▸ **Exercise objective**
Take the data below and extract the lines from the one with "Channel-to-stream matching engine" to the one with "pub mod errors;", inclusive, exactly as written.

[Start of Attachment]

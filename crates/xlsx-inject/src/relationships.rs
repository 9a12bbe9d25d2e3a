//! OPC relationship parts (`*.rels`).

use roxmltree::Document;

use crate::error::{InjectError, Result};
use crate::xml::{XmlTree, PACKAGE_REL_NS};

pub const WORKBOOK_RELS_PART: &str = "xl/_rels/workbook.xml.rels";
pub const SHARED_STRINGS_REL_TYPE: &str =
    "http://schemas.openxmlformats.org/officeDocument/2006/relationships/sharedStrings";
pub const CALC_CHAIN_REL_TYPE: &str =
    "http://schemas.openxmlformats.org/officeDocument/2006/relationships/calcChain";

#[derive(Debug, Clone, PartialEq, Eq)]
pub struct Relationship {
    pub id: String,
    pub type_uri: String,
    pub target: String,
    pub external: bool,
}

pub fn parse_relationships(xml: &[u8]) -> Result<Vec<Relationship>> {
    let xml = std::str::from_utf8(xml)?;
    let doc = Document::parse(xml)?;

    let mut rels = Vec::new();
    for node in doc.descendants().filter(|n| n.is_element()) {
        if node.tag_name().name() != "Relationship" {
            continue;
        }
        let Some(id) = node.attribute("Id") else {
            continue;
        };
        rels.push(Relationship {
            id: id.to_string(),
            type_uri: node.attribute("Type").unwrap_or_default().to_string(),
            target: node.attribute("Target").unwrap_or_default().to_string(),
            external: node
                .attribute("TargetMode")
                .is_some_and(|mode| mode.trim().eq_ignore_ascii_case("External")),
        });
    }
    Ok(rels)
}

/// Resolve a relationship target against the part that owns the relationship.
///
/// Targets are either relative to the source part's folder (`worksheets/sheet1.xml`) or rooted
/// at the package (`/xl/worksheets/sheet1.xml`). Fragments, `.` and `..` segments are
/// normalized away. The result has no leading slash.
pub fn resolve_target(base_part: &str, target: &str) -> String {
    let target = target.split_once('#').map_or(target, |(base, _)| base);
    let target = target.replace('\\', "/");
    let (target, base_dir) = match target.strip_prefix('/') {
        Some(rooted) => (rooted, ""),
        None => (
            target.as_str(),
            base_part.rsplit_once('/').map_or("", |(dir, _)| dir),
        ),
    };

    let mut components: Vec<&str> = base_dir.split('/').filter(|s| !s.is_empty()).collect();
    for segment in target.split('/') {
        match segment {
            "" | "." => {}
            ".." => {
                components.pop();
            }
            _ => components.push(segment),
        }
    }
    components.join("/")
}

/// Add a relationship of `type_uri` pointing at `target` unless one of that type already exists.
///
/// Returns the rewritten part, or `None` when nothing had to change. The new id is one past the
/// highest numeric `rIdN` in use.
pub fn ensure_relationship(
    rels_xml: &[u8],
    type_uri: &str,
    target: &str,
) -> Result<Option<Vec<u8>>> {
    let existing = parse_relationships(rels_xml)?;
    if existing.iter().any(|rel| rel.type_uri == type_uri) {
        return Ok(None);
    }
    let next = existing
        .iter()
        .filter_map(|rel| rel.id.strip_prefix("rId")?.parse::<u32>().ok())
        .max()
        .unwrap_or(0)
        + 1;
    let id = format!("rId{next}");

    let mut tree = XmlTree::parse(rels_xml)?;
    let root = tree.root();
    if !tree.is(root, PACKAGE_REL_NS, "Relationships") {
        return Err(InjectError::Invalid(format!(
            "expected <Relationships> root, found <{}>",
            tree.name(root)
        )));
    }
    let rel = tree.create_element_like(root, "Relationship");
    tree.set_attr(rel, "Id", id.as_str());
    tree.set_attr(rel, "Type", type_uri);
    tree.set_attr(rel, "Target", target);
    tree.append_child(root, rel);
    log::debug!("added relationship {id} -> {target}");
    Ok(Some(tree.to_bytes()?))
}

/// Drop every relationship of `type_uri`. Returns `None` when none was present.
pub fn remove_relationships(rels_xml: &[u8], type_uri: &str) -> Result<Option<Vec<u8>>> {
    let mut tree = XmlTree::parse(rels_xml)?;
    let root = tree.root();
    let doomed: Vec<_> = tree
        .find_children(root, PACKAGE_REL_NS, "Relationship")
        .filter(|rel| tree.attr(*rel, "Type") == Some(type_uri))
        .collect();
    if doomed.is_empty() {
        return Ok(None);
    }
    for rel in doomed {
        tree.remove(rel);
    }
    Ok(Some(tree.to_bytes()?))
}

[End of Attachment]
[Start of Attachment]

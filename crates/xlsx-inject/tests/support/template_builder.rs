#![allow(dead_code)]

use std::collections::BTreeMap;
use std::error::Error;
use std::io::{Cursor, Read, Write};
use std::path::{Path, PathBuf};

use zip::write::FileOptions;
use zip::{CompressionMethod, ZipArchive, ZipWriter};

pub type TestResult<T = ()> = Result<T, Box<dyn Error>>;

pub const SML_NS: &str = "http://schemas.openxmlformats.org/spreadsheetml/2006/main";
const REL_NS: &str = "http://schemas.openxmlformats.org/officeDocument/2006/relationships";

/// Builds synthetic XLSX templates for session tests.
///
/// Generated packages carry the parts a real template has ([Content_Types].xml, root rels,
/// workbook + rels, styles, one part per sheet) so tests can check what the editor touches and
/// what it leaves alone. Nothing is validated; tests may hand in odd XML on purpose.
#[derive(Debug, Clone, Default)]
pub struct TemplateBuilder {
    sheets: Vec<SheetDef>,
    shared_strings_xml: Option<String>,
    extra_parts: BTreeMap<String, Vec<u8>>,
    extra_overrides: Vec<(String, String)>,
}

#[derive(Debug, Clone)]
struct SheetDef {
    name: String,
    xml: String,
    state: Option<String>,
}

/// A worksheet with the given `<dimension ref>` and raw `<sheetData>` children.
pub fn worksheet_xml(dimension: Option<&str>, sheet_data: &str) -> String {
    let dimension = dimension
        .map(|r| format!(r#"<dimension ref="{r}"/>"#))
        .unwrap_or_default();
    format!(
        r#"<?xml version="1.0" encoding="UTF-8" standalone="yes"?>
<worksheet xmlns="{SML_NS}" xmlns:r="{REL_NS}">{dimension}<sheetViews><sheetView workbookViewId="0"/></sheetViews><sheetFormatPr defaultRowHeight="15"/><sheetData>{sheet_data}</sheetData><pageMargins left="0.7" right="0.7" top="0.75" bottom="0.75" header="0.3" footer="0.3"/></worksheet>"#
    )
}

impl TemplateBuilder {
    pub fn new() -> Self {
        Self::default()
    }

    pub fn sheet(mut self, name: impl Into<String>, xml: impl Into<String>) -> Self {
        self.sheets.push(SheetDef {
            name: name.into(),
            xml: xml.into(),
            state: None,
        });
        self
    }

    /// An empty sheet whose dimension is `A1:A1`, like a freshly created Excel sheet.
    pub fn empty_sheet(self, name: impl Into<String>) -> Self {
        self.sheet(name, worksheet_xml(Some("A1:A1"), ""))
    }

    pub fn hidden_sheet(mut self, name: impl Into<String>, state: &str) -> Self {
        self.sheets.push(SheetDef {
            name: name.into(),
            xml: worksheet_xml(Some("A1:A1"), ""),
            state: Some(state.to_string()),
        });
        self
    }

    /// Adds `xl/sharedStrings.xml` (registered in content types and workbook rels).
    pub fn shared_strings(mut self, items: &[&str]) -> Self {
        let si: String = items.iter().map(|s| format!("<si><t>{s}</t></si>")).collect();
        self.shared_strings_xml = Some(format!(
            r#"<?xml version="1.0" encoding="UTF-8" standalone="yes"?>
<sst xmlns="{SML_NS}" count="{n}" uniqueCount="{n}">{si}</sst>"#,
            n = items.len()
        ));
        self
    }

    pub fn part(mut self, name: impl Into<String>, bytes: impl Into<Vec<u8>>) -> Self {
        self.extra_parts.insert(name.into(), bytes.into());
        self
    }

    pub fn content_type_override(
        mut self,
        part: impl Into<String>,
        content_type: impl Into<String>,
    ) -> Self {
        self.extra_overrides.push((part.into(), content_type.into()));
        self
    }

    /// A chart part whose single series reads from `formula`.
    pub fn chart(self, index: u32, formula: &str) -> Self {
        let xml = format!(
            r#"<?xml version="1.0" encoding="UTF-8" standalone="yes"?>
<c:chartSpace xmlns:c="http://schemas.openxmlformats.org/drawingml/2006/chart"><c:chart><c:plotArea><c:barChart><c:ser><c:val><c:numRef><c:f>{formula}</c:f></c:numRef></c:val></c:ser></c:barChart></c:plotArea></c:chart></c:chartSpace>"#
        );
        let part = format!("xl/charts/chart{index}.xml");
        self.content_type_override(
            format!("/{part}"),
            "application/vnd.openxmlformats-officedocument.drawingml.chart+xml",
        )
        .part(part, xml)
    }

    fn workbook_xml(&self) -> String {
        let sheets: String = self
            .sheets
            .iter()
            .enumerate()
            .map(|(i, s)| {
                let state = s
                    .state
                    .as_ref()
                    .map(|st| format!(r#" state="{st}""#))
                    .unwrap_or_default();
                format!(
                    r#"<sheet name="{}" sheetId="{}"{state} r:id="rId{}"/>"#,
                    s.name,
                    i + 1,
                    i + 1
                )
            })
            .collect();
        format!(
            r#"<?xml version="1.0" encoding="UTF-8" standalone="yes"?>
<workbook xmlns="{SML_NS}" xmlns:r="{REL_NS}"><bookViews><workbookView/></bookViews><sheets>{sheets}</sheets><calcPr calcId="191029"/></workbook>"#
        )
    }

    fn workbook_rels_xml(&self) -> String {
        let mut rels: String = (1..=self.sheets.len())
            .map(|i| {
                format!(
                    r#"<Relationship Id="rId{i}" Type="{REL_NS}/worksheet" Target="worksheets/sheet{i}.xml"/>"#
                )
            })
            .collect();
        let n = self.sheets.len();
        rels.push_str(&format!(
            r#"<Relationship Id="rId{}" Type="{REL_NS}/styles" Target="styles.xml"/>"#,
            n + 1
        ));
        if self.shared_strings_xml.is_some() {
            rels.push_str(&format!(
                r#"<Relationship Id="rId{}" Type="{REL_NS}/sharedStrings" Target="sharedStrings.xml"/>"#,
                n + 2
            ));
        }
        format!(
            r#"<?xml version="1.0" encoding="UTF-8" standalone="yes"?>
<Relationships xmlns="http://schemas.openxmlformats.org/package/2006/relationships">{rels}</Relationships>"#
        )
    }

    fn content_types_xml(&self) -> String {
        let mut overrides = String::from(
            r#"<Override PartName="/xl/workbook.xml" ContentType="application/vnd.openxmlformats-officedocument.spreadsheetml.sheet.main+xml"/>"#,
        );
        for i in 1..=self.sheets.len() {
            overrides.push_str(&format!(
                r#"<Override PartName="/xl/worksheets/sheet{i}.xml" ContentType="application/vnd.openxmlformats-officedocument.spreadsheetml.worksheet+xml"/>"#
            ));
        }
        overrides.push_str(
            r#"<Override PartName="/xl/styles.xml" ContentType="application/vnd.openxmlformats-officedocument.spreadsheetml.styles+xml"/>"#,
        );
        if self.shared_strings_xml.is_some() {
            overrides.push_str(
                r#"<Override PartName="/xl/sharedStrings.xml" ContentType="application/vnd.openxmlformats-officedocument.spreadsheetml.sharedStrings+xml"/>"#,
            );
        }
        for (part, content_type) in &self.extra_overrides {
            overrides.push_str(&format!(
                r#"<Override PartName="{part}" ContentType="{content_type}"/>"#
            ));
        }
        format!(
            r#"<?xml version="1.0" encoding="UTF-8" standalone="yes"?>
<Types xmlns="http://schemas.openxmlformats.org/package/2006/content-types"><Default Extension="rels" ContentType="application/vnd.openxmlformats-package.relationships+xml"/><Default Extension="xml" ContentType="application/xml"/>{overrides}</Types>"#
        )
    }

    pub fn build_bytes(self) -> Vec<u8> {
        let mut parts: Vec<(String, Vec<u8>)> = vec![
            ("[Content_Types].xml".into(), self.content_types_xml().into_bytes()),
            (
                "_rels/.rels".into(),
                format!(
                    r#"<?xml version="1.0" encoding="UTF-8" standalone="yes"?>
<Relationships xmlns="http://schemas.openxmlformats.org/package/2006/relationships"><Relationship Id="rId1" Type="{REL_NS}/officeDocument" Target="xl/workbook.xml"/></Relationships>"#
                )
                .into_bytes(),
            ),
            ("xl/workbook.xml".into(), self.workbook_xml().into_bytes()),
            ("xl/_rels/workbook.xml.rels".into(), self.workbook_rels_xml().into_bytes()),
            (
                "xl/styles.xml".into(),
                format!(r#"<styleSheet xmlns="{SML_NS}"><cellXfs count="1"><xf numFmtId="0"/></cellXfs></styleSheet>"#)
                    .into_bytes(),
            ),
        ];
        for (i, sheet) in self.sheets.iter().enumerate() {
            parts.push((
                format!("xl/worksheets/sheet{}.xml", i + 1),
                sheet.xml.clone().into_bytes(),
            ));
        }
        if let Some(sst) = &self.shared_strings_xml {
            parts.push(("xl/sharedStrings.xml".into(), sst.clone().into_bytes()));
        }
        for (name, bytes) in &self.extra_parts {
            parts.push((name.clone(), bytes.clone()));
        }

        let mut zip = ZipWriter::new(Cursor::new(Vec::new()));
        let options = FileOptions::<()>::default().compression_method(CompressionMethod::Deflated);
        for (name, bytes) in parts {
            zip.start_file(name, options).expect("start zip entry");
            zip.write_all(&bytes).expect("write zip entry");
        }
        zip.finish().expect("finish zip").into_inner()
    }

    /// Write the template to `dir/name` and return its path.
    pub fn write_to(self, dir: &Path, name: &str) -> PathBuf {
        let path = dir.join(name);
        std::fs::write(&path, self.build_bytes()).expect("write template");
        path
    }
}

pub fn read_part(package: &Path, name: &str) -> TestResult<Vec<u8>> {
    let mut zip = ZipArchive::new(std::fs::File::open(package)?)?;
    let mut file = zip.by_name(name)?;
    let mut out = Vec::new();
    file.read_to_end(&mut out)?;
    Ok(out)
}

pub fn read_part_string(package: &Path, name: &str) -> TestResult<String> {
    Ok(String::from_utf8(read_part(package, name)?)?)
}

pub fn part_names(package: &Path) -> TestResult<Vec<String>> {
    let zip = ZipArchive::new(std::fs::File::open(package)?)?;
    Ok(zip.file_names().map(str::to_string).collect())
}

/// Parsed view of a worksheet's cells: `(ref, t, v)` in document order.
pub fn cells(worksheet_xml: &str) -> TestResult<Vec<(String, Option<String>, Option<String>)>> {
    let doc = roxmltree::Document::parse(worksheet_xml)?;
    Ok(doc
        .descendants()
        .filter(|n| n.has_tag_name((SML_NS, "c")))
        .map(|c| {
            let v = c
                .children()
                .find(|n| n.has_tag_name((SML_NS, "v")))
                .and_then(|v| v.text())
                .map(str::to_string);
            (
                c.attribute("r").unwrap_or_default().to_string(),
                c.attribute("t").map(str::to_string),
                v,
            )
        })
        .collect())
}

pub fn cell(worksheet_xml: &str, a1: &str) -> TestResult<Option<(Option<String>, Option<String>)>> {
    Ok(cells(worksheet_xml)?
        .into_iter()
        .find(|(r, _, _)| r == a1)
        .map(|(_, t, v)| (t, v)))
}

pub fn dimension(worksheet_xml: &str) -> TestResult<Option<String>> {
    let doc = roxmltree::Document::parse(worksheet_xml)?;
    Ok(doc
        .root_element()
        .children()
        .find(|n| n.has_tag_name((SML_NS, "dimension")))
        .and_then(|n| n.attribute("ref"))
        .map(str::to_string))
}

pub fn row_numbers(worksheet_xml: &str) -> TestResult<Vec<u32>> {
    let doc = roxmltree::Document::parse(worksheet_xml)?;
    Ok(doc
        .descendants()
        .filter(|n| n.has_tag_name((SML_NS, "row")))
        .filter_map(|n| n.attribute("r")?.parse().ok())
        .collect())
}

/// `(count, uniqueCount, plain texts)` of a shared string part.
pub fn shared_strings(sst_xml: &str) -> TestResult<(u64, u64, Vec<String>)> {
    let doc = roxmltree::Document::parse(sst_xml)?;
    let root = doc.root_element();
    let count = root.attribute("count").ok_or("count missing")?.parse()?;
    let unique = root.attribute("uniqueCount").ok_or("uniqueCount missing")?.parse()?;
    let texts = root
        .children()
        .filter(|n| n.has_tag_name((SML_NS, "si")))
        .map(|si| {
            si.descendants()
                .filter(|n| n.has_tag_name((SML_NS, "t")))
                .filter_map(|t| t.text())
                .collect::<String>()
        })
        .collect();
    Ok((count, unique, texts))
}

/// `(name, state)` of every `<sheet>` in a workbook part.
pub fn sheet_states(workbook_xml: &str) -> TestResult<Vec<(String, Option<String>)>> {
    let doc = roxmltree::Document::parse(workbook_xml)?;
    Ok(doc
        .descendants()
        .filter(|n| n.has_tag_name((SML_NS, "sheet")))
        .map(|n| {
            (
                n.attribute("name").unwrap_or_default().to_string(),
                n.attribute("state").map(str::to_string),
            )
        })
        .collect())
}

[End of Attachment]
[Start of Attachment]

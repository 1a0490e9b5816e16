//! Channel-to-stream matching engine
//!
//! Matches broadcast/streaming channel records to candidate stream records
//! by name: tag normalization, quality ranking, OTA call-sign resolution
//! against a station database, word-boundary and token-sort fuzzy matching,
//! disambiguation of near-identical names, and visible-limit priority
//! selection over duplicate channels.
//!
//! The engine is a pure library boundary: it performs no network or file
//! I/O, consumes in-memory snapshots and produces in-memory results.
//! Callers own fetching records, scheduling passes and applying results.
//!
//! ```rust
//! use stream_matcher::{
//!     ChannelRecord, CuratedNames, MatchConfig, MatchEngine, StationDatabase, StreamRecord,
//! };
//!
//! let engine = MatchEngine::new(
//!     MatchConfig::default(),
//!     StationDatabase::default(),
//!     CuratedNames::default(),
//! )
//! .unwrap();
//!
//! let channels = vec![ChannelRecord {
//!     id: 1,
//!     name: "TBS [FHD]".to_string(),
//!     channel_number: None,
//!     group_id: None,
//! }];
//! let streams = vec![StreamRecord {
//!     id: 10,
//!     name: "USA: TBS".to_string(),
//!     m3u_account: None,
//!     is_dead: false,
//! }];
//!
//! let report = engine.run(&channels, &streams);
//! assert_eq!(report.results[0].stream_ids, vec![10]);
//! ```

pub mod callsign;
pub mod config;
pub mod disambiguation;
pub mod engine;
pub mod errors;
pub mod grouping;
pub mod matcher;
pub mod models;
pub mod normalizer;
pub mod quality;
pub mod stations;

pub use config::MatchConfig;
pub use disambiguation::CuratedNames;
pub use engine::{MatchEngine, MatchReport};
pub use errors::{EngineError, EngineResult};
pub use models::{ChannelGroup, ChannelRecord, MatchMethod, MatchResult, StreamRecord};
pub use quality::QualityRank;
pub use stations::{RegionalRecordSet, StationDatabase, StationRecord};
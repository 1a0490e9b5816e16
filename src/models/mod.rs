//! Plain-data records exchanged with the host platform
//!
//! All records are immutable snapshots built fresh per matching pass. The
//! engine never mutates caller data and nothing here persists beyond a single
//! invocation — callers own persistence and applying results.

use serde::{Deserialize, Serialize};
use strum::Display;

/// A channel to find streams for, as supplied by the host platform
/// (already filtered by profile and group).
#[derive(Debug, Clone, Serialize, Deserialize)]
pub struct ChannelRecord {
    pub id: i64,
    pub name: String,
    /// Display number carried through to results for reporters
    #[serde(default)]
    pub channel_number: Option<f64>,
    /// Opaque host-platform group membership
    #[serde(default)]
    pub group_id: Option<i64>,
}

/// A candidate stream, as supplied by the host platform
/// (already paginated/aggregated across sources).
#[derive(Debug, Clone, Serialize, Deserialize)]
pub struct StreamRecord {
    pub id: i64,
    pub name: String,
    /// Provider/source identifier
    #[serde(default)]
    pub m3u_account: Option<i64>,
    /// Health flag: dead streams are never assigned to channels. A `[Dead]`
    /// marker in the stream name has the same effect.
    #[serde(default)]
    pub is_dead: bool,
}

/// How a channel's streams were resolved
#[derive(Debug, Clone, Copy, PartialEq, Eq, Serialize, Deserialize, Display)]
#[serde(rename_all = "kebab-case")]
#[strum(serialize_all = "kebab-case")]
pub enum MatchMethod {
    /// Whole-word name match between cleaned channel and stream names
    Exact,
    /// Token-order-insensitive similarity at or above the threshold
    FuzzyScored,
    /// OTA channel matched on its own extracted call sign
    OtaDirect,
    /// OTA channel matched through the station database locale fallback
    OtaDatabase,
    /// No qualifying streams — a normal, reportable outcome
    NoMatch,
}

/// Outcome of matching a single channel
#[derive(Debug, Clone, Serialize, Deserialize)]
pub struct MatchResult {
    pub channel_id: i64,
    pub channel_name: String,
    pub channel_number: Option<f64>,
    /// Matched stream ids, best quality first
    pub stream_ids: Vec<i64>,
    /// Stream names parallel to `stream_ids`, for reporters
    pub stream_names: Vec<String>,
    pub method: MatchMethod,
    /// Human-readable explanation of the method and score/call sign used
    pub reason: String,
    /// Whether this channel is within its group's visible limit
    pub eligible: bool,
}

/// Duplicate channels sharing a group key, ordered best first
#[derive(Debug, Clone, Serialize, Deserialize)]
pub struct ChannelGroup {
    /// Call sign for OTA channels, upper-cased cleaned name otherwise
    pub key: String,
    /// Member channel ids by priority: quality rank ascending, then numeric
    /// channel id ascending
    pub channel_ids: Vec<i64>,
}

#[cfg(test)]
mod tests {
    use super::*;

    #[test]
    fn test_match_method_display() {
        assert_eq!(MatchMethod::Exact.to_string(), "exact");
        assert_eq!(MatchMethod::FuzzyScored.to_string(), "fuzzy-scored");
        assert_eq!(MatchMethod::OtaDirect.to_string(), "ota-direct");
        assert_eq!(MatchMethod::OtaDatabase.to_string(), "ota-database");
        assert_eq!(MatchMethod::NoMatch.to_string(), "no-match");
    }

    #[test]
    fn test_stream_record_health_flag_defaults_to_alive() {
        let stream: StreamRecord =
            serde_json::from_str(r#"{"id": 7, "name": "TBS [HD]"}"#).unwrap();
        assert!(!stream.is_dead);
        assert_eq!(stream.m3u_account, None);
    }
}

[End of Attachment]

▸ **Task answer**
//! Channel-to-stream matching engine
//!
//! Matches broadcast/streaming channel records to candidate stream records
//! by name: tag normalization, quality ranking, OTA call-sign resolution
//! against a station database, word-boundary and token-sort fuzzy matching,
//! disambiguation of near-identical names, and visible-limit priority
//! selection over duplicate channels.
//!
//! The engine is a pure library boundary: it performs no network or file
//! I/O, consumes in-memory snapshots and produces in-memory results.
//! Callers own fetching records, scheduling passes and applying results.
//!
//! ```rust
//! use stream_matcher::{
//!     ChannelRecord, CuratedNames, MatchConfig, MatchEngine, StationDatabase, StreamRecord,
//! };
//!
//! let engine = MatchEngine::new(
//!     MatchConfig::default(),
//!     StationDatabase::default(),
//!     CuratedNames::default(),
//! )
//! .unwrap();
//!
//! let channels = vec![ChannelRecord {
//!     id: 1,
//!     name: "TBS [FHD]".to_string(),
//!     channel_number: None,
//!     group_id: None,
//! }];
//! let streams = vec![StreamRecord {
//!     id: 10,
//!     name: "USA: TBS".to_string(),
//!     m3u_account: None,
//!     is_dead: false,
//! }];
//!
//! let report = engine.run(&channels, &streams);
//! assert_eq!(report.results[0].stream_ids, vec![10]);
//! ```

pub mod callsign;
pub mod config;
pub mod disambiguation;
pub mod engine;
pub mod errors;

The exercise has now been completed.